CCM: Here's the ugly. The Texas offense is ranked 97th nationally in rushing, 104th in passing, and 117th in scoring. How much of this is attributed to the loss of quarterback David Ash and the suspensions? Is there any hope for the offense to turn it around the second half of the season?
HS: The changes up and down the offensive line are really hampering the offense's abilities. Before the season started, senior center Dominic Espinosa was viewed as the 2nd most important player to the team's success (behind David Ash). Espinosa went down in the team's first game. When the suspensions and dismissals started, the OL had already lost their upperclassman leader.
The result can only be described as a 'work in progress'. The unit has shown game-to-game improvement, but additional personnel changes have continued to limit progress...the talent/personnel might be improved, but communication and cohesiveness reset to zero every time another change is made.
This week it looks like Jake Raulerson will be replaced at Center by Taylor Doyle and Raulerson will slide out to Guard. Doyle has a better chance at physically holding up against Phillips, but again, tinkering with personnel will result in a unit that hasn't played together in the contemplated alignment.

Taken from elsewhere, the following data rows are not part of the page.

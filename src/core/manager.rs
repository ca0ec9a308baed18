use futures::future::join_all;
use serde_json::Value;
use std::collections::HashSet;
use std::sync::Arc;
use tracing::{debug, info, warn};

use crate::core::DefaultsConfig;
use crate::defaults::apply_default_values_with;
use crate::error::Result;
use crate::provider::{DirectorySchemaProvider, InMemorySchemaRegistry, SchemaProvider};
use crate::types::TypeSchema;

/// Async front end: fetches schemas from a provider, then runs the
/// synchronous engine.
pub struct DefaultsManager {
    provider: Arc<dyn SchemaProvider>,
    config: DefaultsConfig,
}

impl DefaultsManager {
    pub fn new(provider: Arc<dyn SchemaProvider>, config: DefaultsConfig) -> Self {
        Self { provider, config }
    }

    /// Load schemas from `config.schema_dir`, behind an LRU cache when the
    /// `lru-cache` feature is on.
    pub async fn from_config(config: DefaultsConfig) -> Result<Self> {
        let dir = config.schema_dir.clone().ok_or_else(|| {
            crate::FhirDefaultsError::invalid_schema("no schema directory configured")
        })?;
        let directory = DirectorySchemaProvider::load(&dir).await?;

        #[cfg(feature = "lru-cache")]
        let provider: Arc<dyn SchemaProvider> = Arc::new(
            crate::provider::CachedSchemaProvider::new(directory, &config.cache),
        );
        #[cfg(not(feature = "lru-cache"))]
        let provider: Arc<dyn SchemaProvider> = Arc::new(directory);

        Ok(Self::new(provider, config))
    }

    /// Apply the defaults of the schema at `profile_url` to a copy of
    /// `record`.
    pub async fn apply(&self, record: &Value, profile_url: &str) -> Result<Value> {
        let schema = self.provider.require_schema(profile_url).await?;
        self.apply_schema(record, &schema).await
    }

    /// Apply an already loaded schema, fetching the slice profiles it
    /// references from the provider.
    pub async fn apply_schema(&self, record: &Value, schema: &TypeSchema) -> Result<Value> {
        let registry = self.preload_profiles(schema).await?;
        apply_default_values_with(record, schema, Some(&registry), self.config.apply_options())
    }

    /// One independent application per record, in input order.
    pub async fn apply_batch(&self, records: &[Value], profile_url: &str) -> Result<Vec<Value>> {
        let schema = self.provider.require_schema(profile_url).await?;
        let registry = self.preload_profiles(&schema).await?;
        let options = self.config.apply_options();

        info!("Applying {} defaults to {} record(s)", schema.type_name, records.len());
        records
            .iter()
            .map(|record| apply_default_values_with(record, &schema, Some(&registry), options))
            .collect()
    }

    /// Fetch every profile reachable through slice types, level by level.
    async fn preload_profiles(&self, schema: &TypeSchema) -> Result<InMemorySchemaRegistry> {
        let registry = InMemorySchemaRegistry::new();
        let mut seen: HashSet<String> = schema.url.iter().cloned().collect();
        let mut pending: Vec<String> = schema.referenced_profiles();

        while !pending.is_empty() {
            pending.retain(|url| seen.insert(url.clone()));
            if pending.is_empty() {
                break;
            }
            debug!("Preloading {} slice profile(s)", pending.len());

            let fetched = join_all(pending.iter().map(|url| self.provider.get_schema(url))).await;
            let mut next = Vec::new();
            for (url, result) in pending.drain(..).zip(fetched) {
                match result? {
                    Some(nested) => {
                        next.extend(nested.referenced_profiles());
                        registry.insert(url, nested);
                    }
                    None => warn!("Slice profile {url} not found; using slice elements"),
                }
            }
            pending = next;
        }

        Ok(registry)
    }

    pub fn provider(&self) -> &Arc<dyn SchemaProvider> {
        &self.provider
    }

    pub fn config(&self) -> &DefaultsConfig {
        &self.config
    }
}

impl std::fmt::Debug for DefaultsManager {
    fn fmt(&self, f: &mut std::fmt::Formatter<'_>) -> std::fmt::Result {
        f.debug_struct("DefaultsManager")
            .field("config", &self.config)
            .finish_non_exhaustive()
    }
}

Between his inexperience and a patchwork offensive line, Tyrone Swoopes was dealt a losing hand. Swoopes exceeded expectations in his first two starts and has struggled in his last two games. I'm not nearly ready to dismiss Swoopes as a long-term answer - my fear is that he is caught in a self-fulfilling prophecy...he feels pressure to win, so he tries harder instead of relaxing and playing football; the more he presses, the more the offense struggles. As offensive struggles build up, he feels more pressure to win.
That isn't as sexy as saying he lacks the "it" factor, but when you're 19-years old, the mental game is very significant.
CCM: How is the Texas fanbase taking the 2-3 start? Are they being patient or critical?
HS: The fanbase is divided. There is a large silent majority that is willing to give Charlie Strong time to build a championship program. On the other side of the fence, there are fans that have lost faith in the offense. After the dismal showing against Baylor, the criticism of the Texas offense changed from (OC) Shawn Watson's playcalling ineptitude to Charlie Strong's insistence on hiring Watson over other well known OC's.
With every loss, a few more burnt orange believers lose faith and cross the fence. If Texas loses to Oklahoma and fails to score many points in doing so, the Watson bandwagon will have plenty of open seats.
CCM: TCU laid out the blueprint to beating the Sooners last week (spread out the Sooner defense and then stop Oklahoma's rushing attack). Does Texas have what they need to follow that blueprint or will they need to come up with a different plan?
HS: Defensively, Texas has the talent to limit the Sooner rushing attack and confuse Trevor Knight. Again, the question is whether or not the Texas defense gets support from the offense and special teams. If not, Samaje Perine will enjoy the second half.
To replicate TCU's performance isn't a realistic goal for the Texas offense. Instead of spreading out the OU defense formationally, expect Texas to rush toward the boundary at the snap of the ball. One of the primary weapons to accomplish stretching the Sooners out wide, Daje Johnson, is nursing a hamstring injury. True freshman Armanti Foreman is one to watch if Johnson is limited.
Rather than throwing quickly to a wide receiver, Texas will roll Tyrone Swoopes out of the pocket in an effort to keep OU honest defensively. Swoopes has a very strong arm and throws well on the run (when he keeps his eyes downfield). Texas won't throw many wide receiver screens to get the ball on the edge, so keep an eye on pre-snap motions and formation changes.
Ultimately, the Longhorn offense will go as far as the OL takes them. Look no further than the Oregon Ducks to see how much of an impact changes along the line make. If the line keeps Malcolm Brown and Johnathan Gray clean until the reach the line of scrimmage, then Texas really sets up well for what they want to accomplish.